Stored data:

----------

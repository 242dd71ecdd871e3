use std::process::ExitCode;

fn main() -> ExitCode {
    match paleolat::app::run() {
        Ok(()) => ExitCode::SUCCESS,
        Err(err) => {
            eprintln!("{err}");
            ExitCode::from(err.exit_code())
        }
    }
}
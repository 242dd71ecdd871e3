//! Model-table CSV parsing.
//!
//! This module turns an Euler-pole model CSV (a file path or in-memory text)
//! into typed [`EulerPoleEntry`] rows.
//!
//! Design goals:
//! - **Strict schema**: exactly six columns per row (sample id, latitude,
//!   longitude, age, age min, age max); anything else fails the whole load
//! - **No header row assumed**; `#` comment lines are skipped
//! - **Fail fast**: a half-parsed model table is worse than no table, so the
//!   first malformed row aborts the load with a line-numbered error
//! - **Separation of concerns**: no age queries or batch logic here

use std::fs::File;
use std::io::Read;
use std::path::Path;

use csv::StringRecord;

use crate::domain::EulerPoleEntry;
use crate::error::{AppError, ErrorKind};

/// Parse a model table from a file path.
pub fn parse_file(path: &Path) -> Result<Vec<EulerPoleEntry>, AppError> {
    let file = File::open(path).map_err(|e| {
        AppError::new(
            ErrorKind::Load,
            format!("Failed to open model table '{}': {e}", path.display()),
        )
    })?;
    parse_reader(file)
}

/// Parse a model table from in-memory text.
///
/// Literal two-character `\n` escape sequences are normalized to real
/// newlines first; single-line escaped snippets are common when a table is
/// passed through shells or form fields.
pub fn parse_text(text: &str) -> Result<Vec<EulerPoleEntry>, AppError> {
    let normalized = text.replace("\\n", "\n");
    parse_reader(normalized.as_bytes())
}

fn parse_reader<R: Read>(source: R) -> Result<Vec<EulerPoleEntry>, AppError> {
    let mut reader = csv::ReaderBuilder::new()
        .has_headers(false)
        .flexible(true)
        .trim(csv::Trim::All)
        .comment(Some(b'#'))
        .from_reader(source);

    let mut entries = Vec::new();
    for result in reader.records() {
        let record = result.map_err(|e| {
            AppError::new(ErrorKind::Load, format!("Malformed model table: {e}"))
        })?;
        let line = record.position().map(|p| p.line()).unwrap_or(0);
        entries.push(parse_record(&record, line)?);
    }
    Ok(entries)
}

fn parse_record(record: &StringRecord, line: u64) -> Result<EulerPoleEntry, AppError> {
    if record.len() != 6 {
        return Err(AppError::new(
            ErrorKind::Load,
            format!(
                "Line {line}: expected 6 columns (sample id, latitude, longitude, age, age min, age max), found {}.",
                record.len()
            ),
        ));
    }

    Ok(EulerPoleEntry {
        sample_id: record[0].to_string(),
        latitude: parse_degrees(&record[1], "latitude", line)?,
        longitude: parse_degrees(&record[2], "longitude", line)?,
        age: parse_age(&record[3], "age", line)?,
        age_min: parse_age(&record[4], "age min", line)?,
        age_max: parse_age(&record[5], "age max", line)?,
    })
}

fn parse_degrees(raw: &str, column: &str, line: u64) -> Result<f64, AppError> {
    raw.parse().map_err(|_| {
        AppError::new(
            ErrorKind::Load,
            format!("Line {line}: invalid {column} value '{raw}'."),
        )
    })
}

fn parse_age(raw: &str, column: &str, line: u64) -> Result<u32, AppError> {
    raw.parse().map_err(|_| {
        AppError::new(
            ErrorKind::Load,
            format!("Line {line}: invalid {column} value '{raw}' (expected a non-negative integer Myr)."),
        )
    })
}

----------

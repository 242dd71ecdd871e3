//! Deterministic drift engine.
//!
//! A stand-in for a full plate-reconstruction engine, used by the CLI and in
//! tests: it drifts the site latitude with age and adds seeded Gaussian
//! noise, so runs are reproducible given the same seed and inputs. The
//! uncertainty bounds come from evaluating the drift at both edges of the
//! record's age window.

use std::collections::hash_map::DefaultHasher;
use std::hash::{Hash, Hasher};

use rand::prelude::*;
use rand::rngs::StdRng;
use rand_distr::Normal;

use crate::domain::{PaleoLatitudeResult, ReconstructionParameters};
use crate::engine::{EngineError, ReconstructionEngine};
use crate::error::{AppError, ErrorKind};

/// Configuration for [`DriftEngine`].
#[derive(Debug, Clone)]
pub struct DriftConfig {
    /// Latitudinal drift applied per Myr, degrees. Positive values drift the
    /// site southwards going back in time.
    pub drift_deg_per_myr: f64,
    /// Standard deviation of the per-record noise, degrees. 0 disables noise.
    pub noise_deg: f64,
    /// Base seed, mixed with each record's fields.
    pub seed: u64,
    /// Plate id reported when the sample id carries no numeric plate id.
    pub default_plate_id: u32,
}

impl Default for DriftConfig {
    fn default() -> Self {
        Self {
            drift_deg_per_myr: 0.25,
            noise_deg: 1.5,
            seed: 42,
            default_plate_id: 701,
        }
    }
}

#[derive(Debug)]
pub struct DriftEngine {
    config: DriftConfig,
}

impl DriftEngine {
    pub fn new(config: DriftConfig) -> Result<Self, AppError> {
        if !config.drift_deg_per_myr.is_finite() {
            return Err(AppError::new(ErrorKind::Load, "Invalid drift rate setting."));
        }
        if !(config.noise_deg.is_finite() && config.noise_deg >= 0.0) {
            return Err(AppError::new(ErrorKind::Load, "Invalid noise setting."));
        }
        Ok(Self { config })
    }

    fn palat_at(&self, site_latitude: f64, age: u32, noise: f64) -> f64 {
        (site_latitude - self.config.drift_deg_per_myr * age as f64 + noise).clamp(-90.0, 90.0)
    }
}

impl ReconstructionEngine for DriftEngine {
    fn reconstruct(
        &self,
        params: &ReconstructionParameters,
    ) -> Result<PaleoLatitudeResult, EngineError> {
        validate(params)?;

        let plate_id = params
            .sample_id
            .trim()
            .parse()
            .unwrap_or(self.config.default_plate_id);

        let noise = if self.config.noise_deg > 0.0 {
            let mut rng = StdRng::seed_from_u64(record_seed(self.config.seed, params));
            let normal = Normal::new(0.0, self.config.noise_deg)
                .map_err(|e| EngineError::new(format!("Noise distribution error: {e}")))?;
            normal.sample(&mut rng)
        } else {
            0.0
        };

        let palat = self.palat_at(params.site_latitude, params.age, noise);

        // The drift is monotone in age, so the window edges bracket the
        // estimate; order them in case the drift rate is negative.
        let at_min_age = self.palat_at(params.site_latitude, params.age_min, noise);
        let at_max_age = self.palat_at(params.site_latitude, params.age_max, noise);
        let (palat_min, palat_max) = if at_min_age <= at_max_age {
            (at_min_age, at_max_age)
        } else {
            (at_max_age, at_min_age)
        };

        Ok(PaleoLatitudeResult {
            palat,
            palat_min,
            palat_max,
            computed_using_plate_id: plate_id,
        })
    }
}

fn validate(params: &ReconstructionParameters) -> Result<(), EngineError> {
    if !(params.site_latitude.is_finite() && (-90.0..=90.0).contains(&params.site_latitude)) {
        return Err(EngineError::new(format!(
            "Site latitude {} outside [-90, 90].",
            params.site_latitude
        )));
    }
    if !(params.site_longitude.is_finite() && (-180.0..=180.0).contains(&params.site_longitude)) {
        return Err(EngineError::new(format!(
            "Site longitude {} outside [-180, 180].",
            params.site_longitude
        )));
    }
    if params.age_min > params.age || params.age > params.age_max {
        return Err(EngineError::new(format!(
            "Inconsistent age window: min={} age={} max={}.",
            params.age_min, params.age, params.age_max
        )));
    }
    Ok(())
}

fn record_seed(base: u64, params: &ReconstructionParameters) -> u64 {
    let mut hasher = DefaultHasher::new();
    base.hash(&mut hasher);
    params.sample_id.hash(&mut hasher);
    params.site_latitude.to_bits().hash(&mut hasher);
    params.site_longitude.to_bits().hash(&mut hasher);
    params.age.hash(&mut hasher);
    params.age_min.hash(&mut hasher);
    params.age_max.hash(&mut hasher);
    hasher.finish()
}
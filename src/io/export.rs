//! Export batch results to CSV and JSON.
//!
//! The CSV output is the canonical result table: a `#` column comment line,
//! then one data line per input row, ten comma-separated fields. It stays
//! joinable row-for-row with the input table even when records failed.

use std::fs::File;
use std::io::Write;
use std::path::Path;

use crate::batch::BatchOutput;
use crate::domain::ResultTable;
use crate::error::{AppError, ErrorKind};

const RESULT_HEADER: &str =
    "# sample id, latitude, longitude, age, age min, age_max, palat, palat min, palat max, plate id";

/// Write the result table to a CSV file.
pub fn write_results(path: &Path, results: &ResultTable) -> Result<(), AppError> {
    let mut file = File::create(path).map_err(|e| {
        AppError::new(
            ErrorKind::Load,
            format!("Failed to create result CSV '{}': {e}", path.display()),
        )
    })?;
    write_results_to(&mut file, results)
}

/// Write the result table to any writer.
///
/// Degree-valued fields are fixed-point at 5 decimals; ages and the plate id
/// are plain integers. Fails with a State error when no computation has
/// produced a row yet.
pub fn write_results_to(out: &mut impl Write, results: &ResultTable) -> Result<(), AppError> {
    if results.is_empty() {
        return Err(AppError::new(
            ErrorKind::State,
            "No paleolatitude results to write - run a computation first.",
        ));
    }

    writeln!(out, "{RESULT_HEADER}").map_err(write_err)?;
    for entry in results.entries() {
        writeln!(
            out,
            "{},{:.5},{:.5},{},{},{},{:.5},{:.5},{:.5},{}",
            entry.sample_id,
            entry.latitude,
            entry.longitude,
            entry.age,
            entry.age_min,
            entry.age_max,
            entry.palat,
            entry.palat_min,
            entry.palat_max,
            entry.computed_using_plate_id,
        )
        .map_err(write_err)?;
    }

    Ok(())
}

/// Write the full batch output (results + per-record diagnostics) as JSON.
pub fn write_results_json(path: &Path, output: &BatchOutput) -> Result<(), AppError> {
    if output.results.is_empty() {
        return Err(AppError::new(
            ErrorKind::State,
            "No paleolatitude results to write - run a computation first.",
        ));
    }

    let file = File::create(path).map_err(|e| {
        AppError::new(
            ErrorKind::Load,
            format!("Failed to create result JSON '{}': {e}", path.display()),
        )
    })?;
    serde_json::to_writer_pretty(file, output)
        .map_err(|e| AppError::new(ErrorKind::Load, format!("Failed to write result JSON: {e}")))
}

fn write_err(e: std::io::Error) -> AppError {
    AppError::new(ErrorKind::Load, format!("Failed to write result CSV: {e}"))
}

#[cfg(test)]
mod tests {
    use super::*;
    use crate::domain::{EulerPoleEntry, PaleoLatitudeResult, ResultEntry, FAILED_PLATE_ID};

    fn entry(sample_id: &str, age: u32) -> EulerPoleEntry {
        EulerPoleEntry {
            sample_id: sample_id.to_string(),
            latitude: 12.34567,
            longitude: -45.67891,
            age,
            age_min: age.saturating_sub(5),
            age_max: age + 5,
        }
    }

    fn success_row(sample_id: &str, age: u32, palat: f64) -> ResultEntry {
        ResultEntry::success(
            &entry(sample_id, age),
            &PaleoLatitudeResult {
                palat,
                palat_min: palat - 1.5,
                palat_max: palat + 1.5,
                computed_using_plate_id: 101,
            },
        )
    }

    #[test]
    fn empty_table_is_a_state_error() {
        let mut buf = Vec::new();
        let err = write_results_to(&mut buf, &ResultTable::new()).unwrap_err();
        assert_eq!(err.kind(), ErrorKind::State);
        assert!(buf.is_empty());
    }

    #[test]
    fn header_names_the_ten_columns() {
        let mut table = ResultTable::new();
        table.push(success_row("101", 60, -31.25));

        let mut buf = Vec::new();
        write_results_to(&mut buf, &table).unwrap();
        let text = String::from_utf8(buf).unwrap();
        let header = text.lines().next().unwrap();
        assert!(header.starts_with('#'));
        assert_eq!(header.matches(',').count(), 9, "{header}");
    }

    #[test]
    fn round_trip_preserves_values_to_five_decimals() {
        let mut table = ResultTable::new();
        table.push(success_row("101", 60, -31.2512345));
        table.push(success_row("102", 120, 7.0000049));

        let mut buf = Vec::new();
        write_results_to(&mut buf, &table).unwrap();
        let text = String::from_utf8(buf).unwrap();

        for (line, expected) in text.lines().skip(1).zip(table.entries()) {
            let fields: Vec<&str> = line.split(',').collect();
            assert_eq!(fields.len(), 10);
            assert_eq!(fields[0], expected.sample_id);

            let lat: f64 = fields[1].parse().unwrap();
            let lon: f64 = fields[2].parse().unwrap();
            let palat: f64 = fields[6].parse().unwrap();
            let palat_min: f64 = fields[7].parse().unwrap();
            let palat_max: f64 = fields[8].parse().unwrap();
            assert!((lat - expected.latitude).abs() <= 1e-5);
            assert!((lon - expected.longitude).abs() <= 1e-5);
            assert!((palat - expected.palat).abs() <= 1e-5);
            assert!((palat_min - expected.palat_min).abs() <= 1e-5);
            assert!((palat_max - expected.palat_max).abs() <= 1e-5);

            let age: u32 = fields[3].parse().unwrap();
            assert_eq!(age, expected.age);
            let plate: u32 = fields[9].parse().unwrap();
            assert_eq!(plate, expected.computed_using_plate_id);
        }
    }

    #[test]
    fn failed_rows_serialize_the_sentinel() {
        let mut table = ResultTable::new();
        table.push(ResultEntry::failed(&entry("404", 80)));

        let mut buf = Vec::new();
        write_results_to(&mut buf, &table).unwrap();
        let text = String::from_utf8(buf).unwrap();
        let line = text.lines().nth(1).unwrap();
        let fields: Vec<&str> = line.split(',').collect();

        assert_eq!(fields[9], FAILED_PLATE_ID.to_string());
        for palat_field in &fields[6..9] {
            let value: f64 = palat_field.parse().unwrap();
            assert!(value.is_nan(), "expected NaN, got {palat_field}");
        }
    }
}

----------

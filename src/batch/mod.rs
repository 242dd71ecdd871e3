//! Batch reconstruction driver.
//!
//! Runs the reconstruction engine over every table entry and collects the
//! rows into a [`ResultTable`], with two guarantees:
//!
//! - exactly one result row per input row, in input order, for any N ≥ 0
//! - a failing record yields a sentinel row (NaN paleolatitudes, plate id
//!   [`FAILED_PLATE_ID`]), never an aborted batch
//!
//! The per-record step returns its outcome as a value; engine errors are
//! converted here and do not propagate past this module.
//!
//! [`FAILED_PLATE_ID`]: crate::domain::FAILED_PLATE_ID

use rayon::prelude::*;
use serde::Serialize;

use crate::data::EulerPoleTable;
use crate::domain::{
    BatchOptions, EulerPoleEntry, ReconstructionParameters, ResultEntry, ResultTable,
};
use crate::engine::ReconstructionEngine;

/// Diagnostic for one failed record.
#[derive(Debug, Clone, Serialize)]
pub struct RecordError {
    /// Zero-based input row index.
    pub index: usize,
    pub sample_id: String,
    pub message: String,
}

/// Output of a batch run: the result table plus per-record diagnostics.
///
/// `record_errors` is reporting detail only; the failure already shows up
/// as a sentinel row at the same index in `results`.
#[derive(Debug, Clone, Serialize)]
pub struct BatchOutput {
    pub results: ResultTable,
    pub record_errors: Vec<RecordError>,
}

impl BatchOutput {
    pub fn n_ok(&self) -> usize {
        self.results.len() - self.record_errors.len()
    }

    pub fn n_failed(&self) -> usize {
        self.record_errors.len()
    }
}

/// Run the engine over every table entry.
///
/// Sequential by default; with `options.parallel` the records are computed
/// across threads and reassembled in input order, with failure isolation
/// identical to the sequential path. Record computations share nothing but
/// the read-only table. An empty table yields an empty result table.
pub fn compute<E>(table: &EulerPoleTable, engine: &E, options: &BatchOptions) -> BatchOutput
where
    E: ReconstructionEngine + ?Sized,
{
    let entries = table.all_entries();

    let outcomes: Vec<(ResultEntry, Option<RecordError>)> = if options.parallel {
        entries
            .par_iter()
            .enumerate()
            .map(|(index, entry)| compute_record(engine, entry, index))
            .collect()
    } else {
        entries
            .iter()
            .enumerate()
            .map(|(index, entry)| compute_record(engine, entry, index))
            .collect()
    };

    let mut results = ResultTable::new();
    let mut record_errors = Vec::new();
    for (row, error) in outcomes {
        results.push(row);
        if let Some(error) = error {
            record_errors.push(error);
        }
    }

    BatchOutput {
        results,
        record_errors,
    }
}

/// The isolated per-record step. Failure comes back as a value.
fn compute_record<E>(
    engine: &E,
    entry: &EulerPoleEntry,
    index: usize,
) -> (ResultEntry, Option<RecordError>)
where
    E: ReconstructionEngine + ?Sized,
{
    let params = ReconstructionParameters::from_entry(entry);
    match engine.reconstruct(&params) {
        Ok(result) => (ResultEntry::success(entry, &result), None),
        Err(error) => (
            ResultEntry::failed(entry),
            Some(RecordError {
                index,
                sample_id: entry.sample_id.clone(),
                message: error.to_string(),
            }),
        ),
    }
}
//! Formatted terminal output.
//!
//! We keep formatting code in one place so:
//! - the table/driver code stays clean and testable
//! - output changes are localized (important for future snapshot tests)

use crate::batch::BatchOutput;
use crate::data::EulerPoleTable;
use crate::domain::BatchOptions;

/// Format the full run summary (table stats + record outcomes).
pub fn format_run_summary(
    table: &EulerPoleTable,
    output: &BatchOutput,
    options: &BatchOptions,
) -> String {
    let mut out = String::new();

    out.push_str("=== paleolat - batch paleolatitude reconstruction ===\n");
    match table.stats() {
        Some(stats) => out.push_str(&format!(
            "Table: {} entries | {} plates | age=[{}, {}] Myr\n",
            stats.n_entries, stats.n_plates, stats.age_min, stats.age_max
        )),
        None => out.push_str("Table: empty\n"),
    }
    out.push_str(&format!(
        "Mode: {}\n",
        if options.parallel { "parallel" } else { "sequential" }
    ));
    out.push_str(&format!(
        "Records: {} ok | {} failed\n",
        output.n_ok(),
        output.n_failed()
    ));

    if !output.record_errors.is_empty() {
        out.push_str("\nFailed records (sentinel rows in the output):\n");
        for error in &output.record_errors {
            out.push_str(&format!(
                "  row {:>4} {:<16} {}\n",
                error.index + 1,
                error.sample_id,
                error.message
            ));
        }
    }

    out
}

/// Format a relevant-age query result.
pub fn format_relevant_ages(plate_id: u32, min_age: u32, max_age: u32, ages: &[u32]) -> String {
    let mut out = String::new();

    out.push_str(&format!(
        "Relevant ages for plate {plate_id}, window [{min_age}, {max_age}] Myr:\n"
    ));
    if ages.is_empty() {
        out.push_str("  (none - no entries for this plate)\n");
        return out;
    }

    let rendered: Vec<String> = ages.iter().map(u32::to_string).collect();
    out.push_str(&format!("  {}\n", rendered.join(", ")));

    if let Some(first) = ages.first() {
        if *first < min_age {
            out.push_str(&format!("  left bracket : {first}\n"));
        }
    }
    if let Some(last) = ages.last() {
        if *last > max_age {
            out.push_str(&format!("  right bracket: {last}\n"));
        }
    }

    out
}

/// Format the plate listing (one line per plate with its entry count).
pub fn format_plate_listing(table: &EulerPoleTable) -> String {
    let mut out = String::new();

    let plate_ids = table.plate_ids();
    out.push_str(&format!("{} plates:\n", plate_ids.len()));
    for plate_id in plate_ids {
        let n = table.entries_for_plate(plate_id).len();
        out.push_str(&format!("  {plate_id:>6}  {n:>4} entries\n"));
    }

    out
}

----------

◆ WHAT TO DO ◆
Give back precisely the lines above that start at the line containing "let line = text.lines().nth(1).unwrap();" and end at the line containing "let value: f64", inclusive. No other lines belong in the output.

◆ ANSWER BOX ◆
        let line = text.lines().nth(1).unwrap();
        let fields: Vec<&str> = line.split(',').collect();

        assert_eq!(fields[9], FAILED_PLATE_ID.to_string());
        for palat_field in &fields[6..9] {
            let value: f64 = palat_field.parse().unwrap();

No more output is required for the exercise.